1. Defend in layers. The best defense is a mobile defense behind layers.

2. Attack by dismantling layers.

I tend to think of defensive layers as projecting out in term of lines of fire. For example, an ATG, an MG and a SMG squad might be in the same line of woods, but they represent different layers because of the different reaches of their weapons. In this context, a line of barbed wire 300m in front of your clump of trees covered by MGs in foxholes in the woods might represent a single defensive layer. Then a rifle squad represents an intermediate layer. The SMG squad represent a closer in layer. A reverse slope defense can also be a layered defense, with one layer above the crest to observe the attack, and then successive layers on the reverse slope of the crest to hit the enemy with ranged fire as he comes over the hill, then force him to fight his way through the layers on his way down.

One thing the farther out layers are doing is buying time for you to maneuver your more mobile assets behind cover to meet the main thrust of the attack. On defense, never disclose your positions unless you can fire with advantage, and never fire outside the effective range of your weapons. If you find your self at a disadvantage, fall back to the next position, bring up your reserves, or bring your next layer of weapons into play. Keep the attacker fighting at cost through prepared layers of defense, with the aim that his attack will either run out of time or forces before reaching its goal.

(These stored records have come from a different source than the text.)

//! Relay runtime configuration.

use std::time::Duration;

use axum::http::{HeaderValue, Method};
use thiserror::Error;
use tower_http::cors::{AllowOrigin, Any, CorsLayer};

/// Start-up configuration errors. Any of these aborts start-up.
#[derive(Debug, Clone, PartialEq, Eq, Error)]
pub enum ConfigError {
    #[error("heartbeat interval must be greater than zero")]
    ZeroHeartbeatInterval,

    #[error("heartbeat timeout ({timeout:?}) must be greater than the heartbeat interval ({interval:?})")]
    HeartbeatTimeoutTooShort {
        interval: Duration,
        timeout: Duration,
    },

    #[error("max message size must be greater than zero")]
    ZeroMaxMessageSize,

    #[error("invalid CORS origin '{0}'")]
    InvalidCorsOrigin(String),
}

/// Origins allowed to open connections from a browser.
#[derive(Debug, Clone, PartialEq, Eq)]
pub enum CorsOrigins {
    Any,
    List(Vec<HeaderValue>),
}

impl CorsOrigins {
    /// Parse a comma separated origin list. `*` (or nothing) allows any origin.
    pub fn parse(raw: &str) -> Result<Self, ConfigError> {
        let origins: Vec<&str> = raw
            .split(',')
            .map(str::trim)
            .filter(|origin| !origin.is_empty())
            .collect();
        if origins.is_empty() || origins.contains(&"*") {
            return Ok(Self::Any);
        }
        origins
            .into_iter()
            .map(|origin| {
                HeaderValue::from_str(origin)
                    .map_err(|_| ConfigError::InvalidCorsOrigin(origin.to_string()))
            })
            .collect::<Result<Vec<_>, _>>()
            .map(Self::List)
    }
}

#[derive(Debug, Clone, PartialEq, Eq)]
pub struct RelayConfig {
    pub cors_origins: CorsOrigins,
    /// How often the server pings each connection
    pub heartbeat_interval: Duration,
    /// Silence after which a connection is considered gone
    pub heartbeat_timeout: Duration,
    /// Largest accepted inbound frame, in bytes
    pub max_message_size: usize,
}

impl Default for RelayConfig {
    fn default() -> Self {
        Self {
            cors_origins: CorsOrigins::Any,
            heartbeat_interval: Duration::from_secs(25),
            heartbeat_timeout: Duration::from_secs(60),
            max_message_size: 1_000_000,
        }
    }
}

impl RelayConfig {
    pub fn validate(self) -> Result<Self, ConfigError> {
        if self.heartbeat_interval.is_zero() {
            return Err(ConfigError::ZeroHeartbeatInterval);
        }
        if self.heartbeat_timeout <= self.heartbeat_interval {
            return Err(ConfigError::HeartbeatTimeoutTooShort {
                interval: self.heartbeat_interval,
                timeout: self.heartbeat_timeout,
            });
        }
        if self.max_message_size == 0 {
            return Err(ConfigError::ZeroMaxMessageSize);
        }
        Ok(self)
    }

    pub fn cors_layer(&self) -> CorsLayer {
        let allow_origin = match &self.cors_origins {
            CorsOrigins::Any => AllowOrigin::from(Any),
            CorsOrigins::List(origins) => AllowOrigin::list(origins.iter().cloned()),
        };
        CorsLayer::new()
            .allow_origin(allow_origin)
            .allow_methods([Method::GET])
            .allow_headers(Any)
    }
}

On the attack, I try to move methodically forward with infantry to trigger the opponents successive defensive layers, then target or move up the heavy weapons to attack that layer. When that's been neutralized, it's on to the next layer. Of course, all of this depends on what forces you and your opponent have and the nature of the terrain. You need to adapt to the approach to the particulars of the situation.

Hope that's helpful.

[ January 23, 2003, 08:10 PM: Message edited by: CombinedArms ]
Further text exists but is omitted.